The defects of the traditional strapdown inertial navigation algorithms become well acknowledged and the enhanced traditional algorithms were quite recently proposed trying to mitigate both theoretical and algorithmic defects. In this paper, the accuracies of the traditional algorithms, the enhanced algorithms, and the velocity algorithm based on the velocity translation vector are re-investigated in the common case of two samples, for the first time against the true reference provided by the functional iteration approach that has provable convergence and essentially reduces the noncommutativity errors to machine precision.
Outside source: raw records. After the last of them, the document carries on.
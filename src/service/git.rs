use std::io;
use std::path::PathBuf;
use std::process::Command;
use log::{debug, info};
use thiserror::Error;

#[derive(Debug, Error)]
pub enum GitError {
    #[error("無法執行 git（{step}）：{source}")]
    Spawn {
        step: String,
        #[source]
        source: io::Error,
    },
    #[error("{step} 失敗，結束代碼：{code}")]
    Status { step: String, code: i32 },
}

/// 單一 git 步驟：顯示標題與傳給 git 的參數
#[derive(Clone, Debug, PartialEq, Eq)]
pub struct GitStep {
    pub title: String,
    pub args: Vec<String>,
}

impl GitStep {
    fn command_line(&self) -> String {
        format!("git {}", self.args.join(" "))
    }
}

/// 執行 git 子程序的介面，回傳結束代碼（被訊號終止時為 -1）
pub trait GitRunner {
    fn run(&self, args: &[String]) -> io::Result<i32>;
}

pub struct SystemGitRunner {
    repo: Option<PathBuf>,
}

impl SystemGitRunner {
    pub fn new(repo: Option<PathBuf>) -> Self {
        SystemGitRunner { repo }
    }
}

impl GitRunner for SystemGitRunner {
    fn run(&self, args: &[String]) -> io::Result<i32> {
        let mut command = Command::new("git");
        command.args(args);
        if let Some(repo) = &self.repo {
            command.current_dir(repo);
        }
        let status = command.status()?;
        Ok(status.code().unwrap_or(-1))
    }
}

pub fn plan_steps(message: &str, branch: &str) -> Vec<GitStep> {
    vec![
        GitStep {
            title: "1. 將所有檔案加入暫存區".to_string(),
            args: vec!["add".to_string(), ".".to_string()],
        },
        GitStep {
            title: "2. 提交變更".to_string(),
            args: vec!["commit".to_string(), "-m".to_string(), message.to_string()],
        },
        GitStep {
            title: format!("3. 推送到遠端分支 {}", branch),
            args: vec!["push".to_string(), "origin".to_string(), branch.to_string()],
        },
    ]
}

pub struct GitService<R: GitRunner> {
    runner: R,
}

impl<R: GitRunner> GitService<R> {
    pub fn new(runner: R) -> Self {
        GitService { runner }
    }

    /// 依序執行 add → commit → push；任一步驟失敗即停止
    pub fn commit_and_push(&self, message: &str, branch: &str) -> Result<(), GitError> {
        for step in plan_steps(message, branch) {
            println!("{}", step.title);
            debug!("執行：{}", step.command_line());
            let code = self.runner.run(&step.args).map_err(|source| GitError::Spawn {
                step: step.command_line(),
                source,
            })?;
            if code != 0 {
                return Err(GitError::Status {
                    step: step.command_line(),
                    code,
                });
            }
            info!("{} 完成", step.command_line());
        }
        Ok(())
    }
}

#[cfg(test)]
mod tests {
    use super::*;
    use std::cell::RefCell;

    struct RecordingRunner {
        calls: RefCell<Vec<Vec<String>>>,
        fail_on: Option<&'static str>,
    }

    impl RecordingRunner {
        fn new(fail_on: Option<&'static str>) -> Self {
            RecordingRunner { calls: RefCell::new(Vec::new()), fail_on }
        }
    }

    impl GitRunner for RecordingRunner {
        fn run(&self, args: &[String]) -> io::Result<i32> {
            self.calls.borrow_mut().push(args.to_vec());
            Ok(if self.fail_on == Some(args[0].as_str()) { 1 } else { 0 })
        }
    }

    #[test]
    fn runs_add_commit_push_in_order() {
        let service = GitService::new(RecordingRunner::new(None));
        service.commit_and_push("msg with \"quotes\" && rm -rf", "dev").unwrap();

        let calls = service.runner.calls.borrow();
        assert_eq!(calls.len(), 3);
        assert_eq!(calls[0], vec!["add", "."]);
        assert_eq!(calls[1], vec!["commit", "-m", "msg with \"quotes\" && rm -rf"]);
        assert_eq!(calls[2], vec!["push", "origin", "dev"]);
    }

    #[test]
    fn step_titles_name_the_branch() {
        let titles: Vec<String> = plan_steps("msg", "dev").into_iter().map(|s| s.title).collect();
        assert_eq!(titles, vec!["1. 將所有檔案加入暫存區", "2. 提交變更", "3. 推送到遠端分支 dev"]);
    }

    #[test]
    fn stops_after_failed_step() {
        let service = GitService::new(RecordingRunner::new(Some("commit")));
        let err = service.commit_and_push("msg", "main").unwrap_err();

        assert!(matches!(err, GitError::Status { code: 1, .. }));
        assert_eq!(service.runner.calls.borrow().len(), 2);
    }
}
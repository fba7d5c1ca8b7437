use std::io;
use std::path::PathBuf;
use chrono::Local;
use clap::Parser;
use crate::action::interactive::process_interactive_mode;
use crate::config::config::{default_filters, validate_file_patterns, validate_input_path, Cli};
use crate::config::ports::{AppConfig, ConfigPort, ConversionPort};
use crate::facade::conversion_facade::ConversionAdapter;
use crate::models::conversion::{BatchReport, ConversionOutput, InputTarget};
use crate::service::config_service::ConfigService;
use crate::utils::utils::setup_logging;

pub fn process_args(args: Vec<String>) -> io::Result<ConversionOutput> {
    if args.len() == 1 {
        process_interactive_mode()
    } else {
        process_cli_mode()
    }
}

pub fn process_cli_mode() -> io::Result<ConversionOutput> {
    let cli = Cli::parse();
    setup_logging(&cli.log_level)?;

    let config_service = ConfigService::new(Box::new(CliConfigAdapter::new(cli.clone())));
    let config = config_service.get_config()?;

    // 若啟用 --show-config，在轉換前顯示配置
    if cli.show_config {
        println!("實際使用的配置：{:#?}", config);
    }

    run_conversion(config)
}

/// 印出開始資訊、執行轉換並印出摘要
pub fn run_conversion(config: AppConfig) -> io::Result<ConversionOutput> {
    print_banner(&config);
    let conversion_port: Box<dyn ConversionPort> = Box::new(ConversionAdapter::default());
    let output = conversion_port.execute(config)?;
    print_summary(&output.report);
    Ok(output)
}

fn print_banner(config: &AppConfig) {
    match &config.target {
        InputTarget::File(path) => {
            println!("\n--- 單檔轉換 ---");
            println!("輸入檔案：'{}'", path.display());
        }
        InputTarget::Directory(path) => {
            println!("\n--- 批次轉換開始 ---");
            println!("輸入目錄：'{}'", path.display());
            println!("過濾模式：{}", config.filters.join(", "));
        }
    }
    println!("來源編碼：'{}'", config.source_encoding);
    println!("目標編碼：'{}'", config.target_encoding);
    println!("開始時間：{}", Local::now().format("%Y-%m-%d %H:%M:%S"));
    println!("--------------------------------\n");
}

pub fn print_summary(report: &BatchReport) {
    let summary = &report.summary;
    println!("\n--- 轉換摘要 ---");
    println!("處理檔案數：{}", summary.total_processed);
    println!("成功轉換：{}", summary.converted);
    println!("跳過：{}", summary.skipped);
    println!("失敗：{}", summary.failed);
    println!("----------------\n");
}

// CLI 配置適配器
pub struct CliConfigAdapter {
    cli: Cli,
}

impl CliConfigAdapter {
    pub fn new(cli: Cli) -> Self {
        CliConfigAdapter { cli }
    }
}

impl ConfigPort for CliConfigAdapter {
    fn get_config(&self) -> io::Result<AppConfig> {
        let target = match (&self.cli.file, &self.cli.directory) {
            (Some(file), None) => {
                validate_input_path(file)?;
                InputTarget::File(PathBuf::from(file))
            }
            (None, Some(directory)) => {
                validate_input_path(directory)?;
                InputTarget::Directory(PathBuf::from(directory))
            }
            _ => {
                return Err(io::Error::new(
                    io::ErrorKind::InvalidInput,
                    "必須指定 --file 或 --directory 其中之一",
                ))
            }
        };

        if matches!(target, InputTarget::Directory(_)) {
            validate_file_patterns(&self.cli.filter)?;
        } else if self.cli.filter != default_filters() {
            log::warn!("單檔模式會忽略 --filter 參數");
        }

        Ok(AppConfig {
            target,
            output: self.cli.output.clone(),
            source_encoding: self.cli.source_encoding.clone(),
            target_encoding: self.cli.target_encoding.clone(),
            filters: self.cli.filter.clone(),
            overwrite: self.cli.overwrite,
            no_progress: self.cli.no_progress,
        })
    }
}
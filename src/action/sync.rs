use std::io;
use clap::Parser;
use crate::config::sync::SyncCli;
use crate::models::sync::SyncReport;
use crate::service::sync::SyncService;
use crate::utils::utils::setup_logging;

pub fn process_sync_cli() -> io::Result<SyncReport> {
    let cli = SyncCli::parse();
    setup_logging(&cli.log_level)?;

    let config = cli.resolve()?;
    log::info!(
        "開始同步，資源目錄：{}，目的地：{}，測試模式：{}",
        config.resource_dir.display(),
        config.destination_dir.display(),
        config.test_mode
    );
    let report = SyncService::new().sync_files(&config)?;

    let summary = &report.summary;
    println!("\n--- 同步摘要 ---");
    if config.test_mode {
        println!("將複製：{}", summary.would_copy);
    } else {
        println!("已複製：{}", summary.copied);
    }
    println!("跳過：{}", summary.skipped);
    println!("失敗：{}", summary.failed);
    Ok(report)
}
Notably, the analyses by the help of MATLAB symbolic toolbox reveal the marginal effect of the enhanced algorithms, and the error orders of all algorithms analyzed against functional iteration are consistent with the existing literatures. Numerical results under coning motions agree with analyses that the enhanced algorithms have little significant accuracy improvement over the traditional algorithms, while the functional iteration approach possesses significant accuracy superiority even in sustained lowly dynamic conditions.

翻译：传统捷联惯性导航算法的缺陷已广为人知，近年来提出的增强型传统算法旨在缓解其理论和算法层面上的缺陷。本文以双样本通用情况为例，首次采用具有可证明收敛性且能将非交换性误差降低至机器精度的函数迭代方法提供的真值参考，重新评估了传统算法、增强型算法以及基于速度平移向量的速度算法的精度。值得注意的是，借助MATLAB符号工具箱的分析表明，增强型算法的改进效果微乎其微，且所有算法相对于函数迭代法的误差阶次与现有文献一致。在圆锥运动条件下的数值计算结果与分析相符：增强型算法相较于传统算法并无显著精度提升，而函数迭代方法即便在持续低动态条件下仍具有显著精度优势。